▶ REQUIRED ACTION:
Return a copy of every line in the data below that contains "error".

Collected data
<<<<
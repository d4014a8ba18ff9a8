//! Lazily decoded textures from resource packs.

mod error;
mod manager;
/// Texture descriptors (`.mcmeta`).
pub mod meta;
mod pack;
mod resource;

pub use error::{TextureError, TextureResult};
pub use manager::TextureManager;
pub use meta::{meta_key, AnimationFrame, AnimationMeta, TextureMeta, TextureProperties};
pub use pack::PackFile;
pub use resource::TextureResource;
>>>>
▶ THE ANSWER:
mod error;
pub use error::{TextureError, TextureResult};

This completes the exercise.